Work item: From the records that follow, copy every line that contains the word "crate".

[Data entries]

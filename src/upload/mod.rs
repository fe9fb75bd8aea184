//! Document upload and registry management
//!
//! Files are queued locally, then sent one at a time. The registry of
//! documents the backend already holds is a cached copy that is refetched
//! after every upload batch.

use crate::api::{ApiError, ApiResult, DocumentApi, LoadedDocument, ProgressCallback};
use std::io::Read;
use std::path::{Path, PathBuf};
use std::sync::atomic::{AtomicU8, Ordering};
use std::sync::Arc;
use thiserror::Error;

pub const PDF_ONLY_NOTICE: &str = "Only PDF files are allowed";
pub const DELETE_FAILED_NOTICE: &str = "Failed to delete document";

const PDF_MAGIC: &[u8] = b"%PDF-";

/// Called with the file name and its progress whenever an upload advances
pub type UploadObserver = Arc<dyn Fn(&str, u8) + Send + Sync>;

#[derive(Debug, Error)]
pub enum UploadError {
    #[error("An upload is already in progress")]
    Busy,

    #[error("No document is marked for deletion")]
    NothingMarked,

    #[error("{0}")]
    Api(#[from] ApiError),
}

/// A local file waiting to be uploaded
#[derive(Debug, Clone)]
pub struct UploadItem {
    pub path: PathBuf,
    pub name: String,
    pub size: u64,
    progress: Arc<AtomicU8>,
}

impl UploadItem {
    fn new(path: PathBuf, size: u64) -> Self {
        let name = path
            .file_name()
            .map(|n| n.to_string_lossy().into_owned())
            .unwrap_or_else(|| path.display().to_string());
        Self {
            path,
            name,
            size,
            progress: Arc::new(AtomicU8::new(0)),
        }
    }

    /// Percent sent, 0..=100
    pub fn progress(&self) -> u8 {
        self.progress.load(Ordering::SeqCst)
    }

    pub fn size_label(&self) -> String {
        format_megabytes(self.size)
    }
}

/// What happened to one file of a batch
#[derive(Debug, Clone, PartialEq, Eq)]
pub enum UploadOutcome {
    Uploaded,
    Failed(String),
}

#[derive(Debug, Clone, PartialEq, Eq)]
pub struct UploadReport {
    pub name: String,
    pub outcome: UploadOutcome,
}

impl UploadReport {
    pub fn is_success(&self) -> bool {
        self.outcome == UploadOutcome::Uploaded
    }
}

/// `1_572_864` bytes -> `"1.50 MB"`
pub fn format_megabytes(bytes: u64) -> String {
    format!("{:.2} MB", bytes as f64 / (1024.0 * 1024.0))
}

/// PDF by extension (any case) or by the `%PDF-` header
pub fn is_pdf(path: &Path) -> bool {
    let by_extension = path
        .extension()
        .and_then(|ext| ext.to_str())
        .is_some_and(|ext| ext.eq_ignore_ascii_case("pdf"));
    by_extension || has_pdf_magic(path)
}

fn has_pdf_magic(path: &Path) -> bool {
    let mut header = [0u8; 5];
    std::fs::File::open(path)
        .and_then(|mut file| file.read_exact(&mut header))
        .map(|_| header == PDF_MAGIC)
        .unwrap_or(false)
}

pub struct UploadController {
    api: Arc<dyn DocumentApi>,
    queue: Vec<UploadItem>,
    documents: Vec<LoadedDocument>,
    uploading: bool,
    marked_for_delete: Option<String>,
    notices: Vec<String>,
}

impl UploadController {
    pub fn new(api: Arc<dyn DocumentApi>) -> Self {
        Self {
            api,
            queue: Vec::new(),
            documents: Vec::new(),
            uploading: false,
            marked_for_delete: None,
            notices: Vec::new(),
        }
    }

    pub fn queue(&self) -> &[UploadItem] {
        &self.queue
    }

    pub fn documents(&self) -> &[LoadedDocument] {
        &self.documents
    }

    pub fn is_uploading(&self) -> bool {
        self.uploading
    }

    pub fn notices(&self) -> &[String] {
        &self.notices
    }

    pub fn clear_notices(&mut self) {
        self.notices.clear();
    }

    /// Queue a batch of files, returning how many were accepted
    ///
    /// Non-PDF files are dropped with a single notice for the batch; the
    /// rest of the batch is still queued.
    pub fn add_files<I, P>(&mut self, paths: I) -> usize
    where
        I: IntoIterator<Item = P>,
        P: Into<PathBuf>,
    {
        let mut accepted = 0;
        let mut rejected = false;

        for path in paths {
            let path = path.into();
            if !is_pdf(&path) {
                tracing::warn!("Rejected non-PDF file {}", path.display());
                rejected = true;
                continue;
            }
            let size = std::fs::metadata(&path).map(|m| m.len()).unwrap_or(0);
            self.queue.push(UploadItem::new(path, size));
            accepted += 1;
        }

        if rejected {
            self.notices.push(PDF_ONLY_NOTICE.to_string());
        }
        accepted
    }

    pub fn remove_file(&mut self, index: usize) -> Option<UploadItem> {
        if self.uploading || index >= self.queue.len() {
            return None;
        }
        Some(self.queue.remove(index))
    }

    /// Upload every queued file in order
    ///
    /// A failing file is reported and skipped. The queue is emptied and the
    /// registry refetched once the batch is done.
    pub async fn upload_all(
        &mut self,
        observer: Option<UploadObserver>,
    ) -> Result<Vec<UploadReport>, UploadError> {
        if self.uploading {
            return Err(UploadError::Busy);
        }
        if self.queue.is_empty() {
            return Ok(Vec::new());
        }

        self.uploading = true;
        let mut reports = Vec::with_capacity(self.queue.len());

        for item in &self.queue {
            let result = self.upload_one(item, observer.clone()).await;
            let outcome = match result {
                Ok(()) => {
                    tracing::info!("Uploaded {}", item.name);
                    UploadOutcome::Uploaded
                }
                Err(e) => {
                    tracing::error!("Error uploading {}: {}", item.name, e);
                    self.notices.push(format!("Failed to upload {}", item.name));
                    UploadOutcome::Failed(e.to_string())
                }
            };
            reports.push(UploadReport {
                name: item.name.clone(),
                outcome,
            });
        }

        self.queue.clear();
        self.uploading = false;

        if let Err(e) = self.refresh_documents().await {
            tracing::warn!("Failed to refresh documents after upload: {}", e);
        }
        Ok(reports)
    }

    async fn upload_one(
        &self,
        item: &UploadItem,
        observer: Option<UploadObserver>,
    ) -> ApiResult<()> {
        let data = tokio::fs::read(&item.path).await?;

        let progress = Arc::clone(&item.progress);
        let name = item.name.clone();
        let callback: ProgressCallback = Arc::new(move |percent: u8| {
            let percent = percent.min(100);
            progress.fetch_max(percent, Ordering::SeqCst);
            if let Some(observer) = &observer {
                observer(&name, percent);
            }
        });

        self.api.upload_document(&item.name, data, callback).await
    }

    pub async fn refresh_documents(&mut self) -> ApiResult<&[LoadedDocument]> {
        let documents = self.api.documents().await?;
        tracing::debug!("Loaded {} document(s)", documents.len());
        self.documents = documents;
        Ok(&self.documents)
    }

    /// Registry entries whose name contains `term`, ignoring case
    pub fn filtered_documents(&self, term: &str) -> Vec<&LoadedDocument> {
        let term = term.trim().to_lowercase();
        self.documents
            .iter()
            .filter(|doc| term.is_empty() || doc.name.to_lowercase().contains(&term))
            .collect()
    }

    pub fn mark_for_delete(&mut self, name: impl Into<String>) {
        self.marked_for_delete = Some(name.into());
    }

    pub fn marked_for_delete(&self) -> Option<&str> {
        self.marked_for_delete.as_deref()
    }

    pub fn cancel_delete(&mut self) {
        self.marked_for_delete = None;
    }

    /// Delete the marked document, returning its name
    ///
    /// Success only touches the local registry; failure leaves it as is.
    pub async fn confirm_delete(&mut self) -> Result<String, UploadError> {
        let name = self
            .marked_for_delete
            .take()
            .ok_or(UploadError::NothingMarked)?;

        match self.api.delete_document(&name).await {
            Ok(()) => {
                self.documents.retain(|doc| doc.name != name);
                Ok(name)
            }
            Err(e) => {
                tracing::error!("Error deleting document {}: {}", name, e);
                self.notices.push(DELETE_FAILED_NOTICE.to_string());
                Err(UploadError::Api(e))
            }
        }
    }
}

#[cfg(test)]
mod tests {
    use super::*;
    use crate::api::fake::FakeBackend;
    use std::sync::Mutex;
    use tempfile::TempDir;

    fn write(dir: &TempDir, name: &str, contents: &[u8]) -> PathBuf {
        let path = dir.path().join(name);
        std::fs::write(&path, contents).unwrap();
        path
    }

    fn doc(name: &str) -> LoadedDocument {
        LoadedDocument {
            name: name.to_string(),
            size: serde_json::json!(10),
            chunks: serde_json::json!(2),
        }
    }

    fn controller(backend: &Arc<FakeBackend>) -> UploadController {
        UploadController::new(backend.clone())
    }

    #[test]
    fn test_pdf_detection() {
        let dir = TempDir::new().unwrap();
        assert!(is_pdf(&write(&dir, "Report.PDF", b"whatever")));
        assert!(is_pdf(&write(&dir, "scan", b"%PDF-1.7\n...")));
        assert!(!is_pdf(&write(&dir, "notes.txt", b"plain text")));
        assert!(!is_pdf(&dir.path().join("missing.bin")));
    }

    #[test]
    fn test_mixed_batch_keeps_pdfs_and_notifies_once() {
        let dir = TempDir::new().unwrap();
        let backend = Arc::new(FakeBackend::new());
        let mut uploads = controller(&backend);

        let accepted = uploads.add_files([
            write(&dir, "a.pdf", b"%PDF-1.4"),
            write(&dir, "b.docx", b"PK"),
            write(&dir, "c.png", b"\x89PNG"),
            write(&dir, "d.pdf", b"%PDF-1.4"),
        ]);

        assert_eq!(accepted, 2);
        let names: Vec<_> = uploads.queue().iter().map(|i| i.name.as_str()).collect();
        assert_eq!(names, vec!["a.pdf", "d.pdf"]);
        assert_eq!(uploads.notices(), &[PDF_ONLY_NOTICE.to_string()]);
    }

    #[test]
    fn test_remove_file() {
        let dir = TempDir::new().unwrap();
        let backend = Arc::new(FakeBackend::new());
        let mut uploads = controller(&backend);
        uploads.add_files([write(&dir, "a.pdf", b""), write(&dir, "b.pdf", b"")]);

        assert_eq!(uploads.remove_file(0).unwrap().name, "a.pdf");
        assert!(uploads.remove_file(5).is_none());
        assert_eq!(uploads.queue().len(), 1);
    }

    #[tokio::test]
    async fn test_empty_queue_is_a_no_op() {
        let backend = Arc::new(FakeBackend::new());
        let mut uploads = controller(&backend);

        let reports = uploads.upload_all(None).await.unwrap();
        assert!(reports.is_empty());
        assert_eq!(backend.document_list_calls.load(Ordering::SeqCst), 0);
    }

    #[tokio::test]
    async fn test_failure_in_the_middle_does_not_stop_the_batch() {
        let dir = TempDir::new().unwrap();
        let backend = Arc::new(FakeBackend::new());
        backend
            .failing_uploads
            .lock()
            .unwrap()
            .insert("two.pdf".to_string());
        let mut uploads = controller(&backend);
        uploads.add_files([
            write(&dir, "one.pdf", b"%PDF-1"),
            write(&dir, "two.pdf", b"%PDF-2"),
            write(&dir, "three.pdf", b"%PDF-3"),
        ]);

        let reports = uploads.upload_all(None).await.unwrap();

        assert_eq!(reports.len(), 3);
        assert!(reports[0].is_success());
        assert!(!reports[1].is_success());
        assert!(reports[2].is_success());
        assert_eq!(
            *backend.uploaded.lock().unwrap(),
            vec!["one.pdf".to_string(), "three.pdf".to_string()]
        );
        assert!(uploads.queue().is_empty());
        assert!(!uploads.is_uploading());
        assert_eq!(uploads.notices(), &["Failed to upload two.pdf".to_string()]);
        // Registry refetched after the batch
        assert_eq!(backend.document_list_calls.load(Ordering::SeqCst), 1);
        assert_eq!(uploads.documents().len(), 2);
    }

    #[tokio::test]
    async fn test_progress_is_reported_per_file_and_never_decreases() {
        let dir = TempDir::new().unwrap();
        let backend = Arc::new(FakeBackend::new());
        let mut uploads = controller(&backend);
        uploads.add_files([
            write(&dir, "one.pdf", b"%PDF-1"),
            write(&dir, "two.pdf", b"%PDF-2"),
        ]);

        let seen: Arc<Mutex<Vec<(String, u8)>>> = Arc::new(Mutex::new(Vec::new()));
        let sink = seen.clone();
        let observer: UploadObserver = Arc::new(move |name: &str, percent: u8| {
            sink.lock().unwrap().push((name.to_string(), percent));
        });

        uploads.upload_all(Some(observer)).await.unwrap();

        let seen = seen.lock().unwrap();
        for name in ["one.pdf", "two.pdf"] {
            let steps: Vec<u8> = seen
                .iter()
                .filter(|(n, _)| n == name)
                .map(|(_, p)| *p)
                .collect();
            assert_eq!(steps.first(), Some(&0));
            assert_eq!(steps.last(), Some(&100));
            assert!(steps.windows(2).all(|w| w[0] <= w[1]));
        }
        // Files go strictly one after the other
        let first_two = seen.iter().position(|(n, _)| n == "two.pdf").unwrap();
        let last_one = seen.iter().rposition(|(n, _)| n == "one.pdf").unwrap();
        assert!(last_one < first_two);
    }

    #[tokio::test]
    async fn test_two_step_delete() {
        let backend = Arc::new(FakeBackend::new());
        *backend.documents.lock().unwrap() = vec![doc("keep.pdf"), doc("drop.pdf")];
        let mut uploads = controller(&backend);
        uploads.refresh_documents().await.unwrap();

        assert!(matches!(
            uploads.confirm_delete().await,
            Err(UploadError::NothingMarked)
        ));

        uploads.mark_for_delete("drop.pdf");
        uploads.cancel_delete();
        assert!(uploads.marked_for_delete().is_none());

        uploads.mark_for_delete("drop.pdf");
        assert_eq!(uploads.confirm_delete().await.unwrap(), "drop.pdf");
        let names: Vec<_> = uploads.documents().iter().map(|d| d.name.as_str()).collect();
        assert_eq!(names, vec!["keep.pdf"]);
        // Local removal only
        assert_eq!(backend.document_list_calls.load(Ordering::SeqCst), 1);
    }

    #[tokio::test]
    async fn test_failed_delete_leaves_registry_unchanged() {
        let backend = Arc::new(FakeBackend::new());
        *backend.documents.lock().unwrap() = vec![doc("a.pdf")];
        *backend.fail_delete_document.lock().unwrap() = true;
        let mut uploads = controller(&backend);
        uploads.refresh_documents().await.unwrap();

        uploads.mark_for_delete("a.pdf");
        assert!(uploads.confirm_delete().await.is_err());
        assert_eq!(uploads.documents().len(), 1);
        assert_eq!(uploads.notices(), &[DELETE_FAILED_NOTICE.to_string()]);
    }

    #[tokio::test]
    async fn test_filtered_documents() {
        let backend = Arc::new(FakeBackend::new());
        *backend.documents.lock().unwrap() =
            vec![doc("ISO-13485.pdf"), doc("MDR Annex I.pdf"), doc("iso-14971.pdf")];
        let mut uploads = controller(&backend);
        uploads.refresh_documents().await.unwrap();

        assert_eq!(uploads.filtered_documents("iso").len(), 2);
        assert_eq!(uploads.filtered_documents("  ").len(), 3);
        assert!(uploads.filtered_documents("fda").is_empty());
    }

    #[test]
    fn test_megabyte_labels() {
        assert_eq!(format_megabytes(0), "0.00 MB");
        assert_eq!(format_megabytes(1_572_864), "1.50 MB");
    }
}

Response area:
use crate::api::{ApiError, ApiResult, DocumentApi, LoadedDocument, ProgressCallback};
    use crate::api::fake::FakeBackend;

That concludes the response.